Deglaze the pan with about a cup of the beef broth, let it reduce by about half, and add the rest along with the crushed tomatoes. Depending on how juicy your crushed tomatoes are, you may need to add a bit of water at this point. Bring soup to a boil and simmer, uncovered, for about 15 to 20 minutes. Throw in the kale and taste again for salt and pepper, adding seasoning as needed. Continue stirring from time to time, and cook until liquid has reduced by about 1/3 to 1/2 and has formed a nice, slightly thick broth.

Serve hot. This soup is especially good peasant style, with a chunk of hard white cheese and a hunk of county sourdough.

2.17.2009

Better news today

I have much, much better news for you today. I tried another experiment with an unusual ingredient, but this time, it was edible. Not just edible, in fact, but dare I say, delicious. And just the thing when the weather at the beach is looking very un-summery, like this:


This time, it was oat groats I was trying to tame. If the name makes you giggle, well, it does the same thing to me. Every time I hear it I think of some old man of the forest tending goats, which is very much not the picture you should be getting. In reality, oat groats look much more like dark, wild rice.

They also (and this still seems to me almost too good to be true, so I'm sending you a imaginary drum roll as I type) taste like rice. And act like rice. And chew like rice. And do just about every other thing rice does, except have to be cooked with the lid on, and grown far away. The only real difference is they cook like oats, with plenty of water and stirring, which is just fine with me. Better, really, for those of us who like to peek.

But the most exciting thing of all that is they came from as close as Maine. This is much, much closer than any rice I've found, so I think that fact in and of itself deserves a big hurray. While they're not quite rice—they get a little stickier around the edges, because of the stirring I think—they're awfully close. They're good with a stir fry on top, or in soups, or even (!) in rice pudding.

This last fact I discovered late last night, after a somewhat blah Monday. I was rustling around in the kitchen, and talking with my mother on the phone, and sort of wishing I were still on last week's vacation, sitting in my parents' kitchen in Maine. I was picturing the scene in my head, my mother rummaging through her recipe box, my father studying his wine chart at the counter, the fishmonger pointing out a vintage here, shaking his head there. It all seemed very far away.

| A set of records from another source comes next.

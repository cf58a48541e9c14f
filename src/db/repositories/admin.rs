//! Admin repository
//!
//! Database operations for admin accounts.

use crate::db::pool::{backend, Backend};
use crate::db::DynDatabasePool;
use crate::models::Admin;
use anyhow::{Context, Result};
use async_trait::async_trait;
use chrono::{DateTime, Utc};
use sqlx::{MySqlPool, Row, SqlitePool};
use std::sync::Arc;

/// Admin repository trait
#[async_trait]
pub trait AdminRepository: Send + Sync {
    async fn create(&self, admin: &Admin) -> Result<Admin>;

    /// Get admin by email (exact match on the stored, lower-cased form)
    async fn get_by_email(&self, email: &str) -> Result<Option<Admin>>;

    async fn get_by_id(&self, id: i64) -> Result<Option<Admin>>;

    async fn count(&self) -> Result<i64>;
}

/// SQLx-based admin repository
pub struct SqlxAdminRepository {
    pool: DynDatabasePool,
}

impl SqlxAdminRepository {
    pub fn new(pool: DynDatabasePool) -> Self {
        Self { pool }
    }

    pub fn boxed(pool: DynDatabasePool) -> Arc<dyn AdminRepository> {
        Arc::new(Self::new(pool))
    }
}

const SELECT_ADMIN: &str = "SELECT id, email, password_hash, created_at FROM admins";

#[async_trait]
impl AdminRepository for SqlxAdminRepository {
    async fn create(&self, admin: &Admin) -> Result<Admin> {
        match backend(self.pool.as_ref())? {
            Backend::Sqlite(p) => create_admin_sqlite(p, admin).await,
            Backend::Mysql(p) => create_admin_mysql(p, admin).await,
        }
    }

    async fn get_by_email(&self, email: &str) -> Result<Option<Admin>> {
        let sql = format!("{} WHERE email = ?", SELECT_ADMIN);
        match backend(self.pool.as_ref())? {
            Backend::Sqlite(p) => {
                let row = sqlx::query(&sql)
                    .bind(email)
                    .fetch_optional(p)
                    .await
                    .context("Failed to get admin by email")?;
                row.map(|r| row_to_admin_sqlite(&r)).transpose()
            }
            Backend::Mysql(p) => {
                let row = sqlx::query(&sql)
                    .bind(email)
                    .fetch_optional(p)
                    .await
                    .context("Failed to get admin by email")?;
                row.map(|r| row_to_admin_mysql(&r)).transpose()
            }
        }
    }

    async fn get_by_id(&self, id: i64) -> Result<Option<Admin>> {
        let sql = format!("{} WHERE id = ?", SELECT_ADMIN);
        match backend(self.pool.as_ref())? {
            Backend::Sqlite(p) => {
                let row = sqlx::query(&sql)
                    .bind(id)
                    .fetch_optional(p)
                    .await
                    .context("Failed to get admin by ID")?;
                row.map(|r| row_to_admin_sqlite(&r)).transpose()
            }
            Backend::Mysql(p) => {
                let row = sqlx::query(&sql)
                    .bind(id)
                    .fetch_optional(p)
                    .await
                    .context("Failed to get admin by ID")?;
                row.map(|r| row_to_admin_mysql(&r)).transpose()
            }
        }
    }

    async fn count(&self) -> Result<i64> {
        let sql = "SELECT COUNT(*) AS count FROM admins";
        let count = match backend(self.pool.as_ref())? {
            Backend::Sqlite(p) => sqlx::query(sql).fetch_one(p).await?.get("count"),
            Backend::Mysql(p) => sqlx::query(sql).fetch_one(p).await?.get("count"),
        };
        Ok(count)
    }
}

const INSERT_ADMIN: &str = r#"
    INSERT INTO admins (email, password_hash, created_at)
    VALUES (?, ?, ?)
"#;

async fn create_admin_sqlite(pool: &SqlitePool, admin: &Admin) -> Result<Admin> {
    let now = Utc::now();
    let result = sqlx::query(INSERT_ADMIN)
        .bind(&admin.email)
        .bind(&admin.password_hash)
        .bind(now)
        .execute(pool)
        .await
        .context("Failed to create admin")?;

    Ok(Admin {
        id: result.last_insert_rowid(),
        created_at: now,
        ..admin.clone()
    })
}

async fn create_admin_mysql(pool: &MySqlPool, admin: &Admin) -> Result<Admin> {
    let now = Utc::now();
    let result = sqlx::query(INSERT_ADMIN)
        .bind(&admin.email)
        .bind(&admin.password_hash)
        .bind(now)
        .execute(pool)
        .await
        .context("Failed to create admin")?;

    Ok(Admin {
        id: result.last_insert_id() as i64,
        created_at: now,
        ..admin.clone()
    })
}

fn row_to_admin_sqlite(row: &sqlx::sqlite::SqliteRow) -> Result<Admin> {
    Ok(Admin {
        id: row.try_get("id")?,
        email: row.try_get("email")?,
        password_hash: row.try_get("password_hash")?,
        created_at: row.try_get("created_at")?,
    })
}

fn row_to_admin_mysql(row: &sqlx::mysql::MySqlRow) -> Result<Admin> {
    let created_at: DateTime<Utc> = row.try_get("created_at")?;
    Ok(Admin {
        id: row.try_get("id")?,
        email: row.try_get("email")?,
        password_hash: row.try_get("password_hash")?,
        created_at,
    })
}
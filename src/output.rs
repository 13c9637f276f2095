//! Output handling and buffering for service logs.
//!
//! This module provides the line sanitizer applied to every captured line (`strip`) and
//! the shared, bounded store that supervisors write into and the consumer drains
//! (`LogAggregator`).

use std::collections::HashMap;
use std::sync::{LazyLock, Mutex, MutexGuard};

use regex::Regex;

/// Accumulator size that triggers eviction.
pub const DEFAULT_LOG_CEILING: usize = 50_000;
/// Trailing slice kept after eviction.
pub const DEFAULT_LOG_KEEP: usize = 20_000;

// CSI sequences and two-character escapes (ESC followed by a byte in '@'..='_').
static ANSI_ESCAPE: LazyLock<Regex> = LazyLock::new(|| {
    Regex::new(r"\x1b(?:[@-Z\\-_]|\[[0-?]*[ -/]*[@-~])").expect("escape pattern is valid")
});

/// Removes terminal control sequences from a captured chunk.
///
/// Stray `ESC` bytes that do not start a recognised sequence are dropped as well, so the
/// result never contains `ESC` and `strip(strip(x)) == strip(x)`. Text without `ESC` is
/// returned unchanged.
pub fn strip(raw: &str) -> String {
    if !raw.contains('\x1b') {
        return raw.to_string();
    }
    ANSI_ESCAPE.replace_all(raw, "").replace('\x1b', "")
}

/// Pending output per service, drained by the consumer on a fixed cadence.
///
/// Each accumulator is capped: once it grows past `ceiling` bytes it is replaced by its
/// trailing `keep` bytes. Eviction is lossy and drops the oldest text first.
#[derive(Debug)]
pub struct LogAggregator {
    ceiling: usize,
    keep: usize,
    pending: Mutex<HashMap<String, String>>,
}

impl Default for LogAggregator {
    fn default() -> Self {
        Self::new(DEFAULT_LOG_CEILING, DEFAULT_LOG_KEEP)
    }
}

impl LogAggregator {
    /// Creates an aggregator. `keep` is clamped to `ceiling`.
    pub fn new(ceiling: usize, keep: usize) -> Self {
        Self {
            ceiling,
            keep: keep.min(ceiling),
            pending: Mutex::new(HashMap::new()),
        }
    }

    /// Accumulator size that triggers eviction.
    pub fn ceiling(&self) -> usize {
        self.ceiling
    }

    /// Appends `text` to the accumulator for `name`.
    pub fn write(&self, name: &str, text: &str) {
        if text.is_empty() {
            return;
        }
        let mut pending = self.lock();
        let buffer = pending.entry(name.to_string()).or_default();
        buffer.push_str(text);
        if buffer.len() > self.ceiling {
            let cut = tail_start(buffer, self.keep);
            buffer.drain(..cut);
        }
    }

    /// Returns everything written since the last flush and resets the store.
    pub fn flush(&self) -> HashMap<String, String> {
        let mut pending = self.lock();
        if pending.is_empty() {
            return HashMap::new();
        }
        std::mem::take(&mut *pending)
    }

    fn lock(&self) -> MutexGuard<'_, HashMap<String, String>> {
        // Every critical section leaves the map consistent, so a poisoned lock is safe to reuse.
        self.pending
            .lock()
            .unwrap_or_else(|poisoned| poisoned.into_inner())
    }
}

// Byte offset at which the last `keep` bytes start, moved forward to a char boundary.
fn tail_start(text: &str, keep: usize) -> usize {
    let mut cut = text.len().saturating_sub(keep);
    while !text.is_char_boundary(cut) {
        cut += 1;
    }
    cut
}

And then I remembered. There would be a rice pudding recipe on that counter, floating around, talked about, but never made.


My father had made it once, last year, the night before we'd arrived on another visit. My mother'd had a particular hankering, and we'd shown up, after dark and hungry, and just in time to demolish the leftovers. It had been a rich, creamy pudding, flecked with raisins and topped with a perfectly sumptuous meringue, and with us it had lasted mere minutes, at most.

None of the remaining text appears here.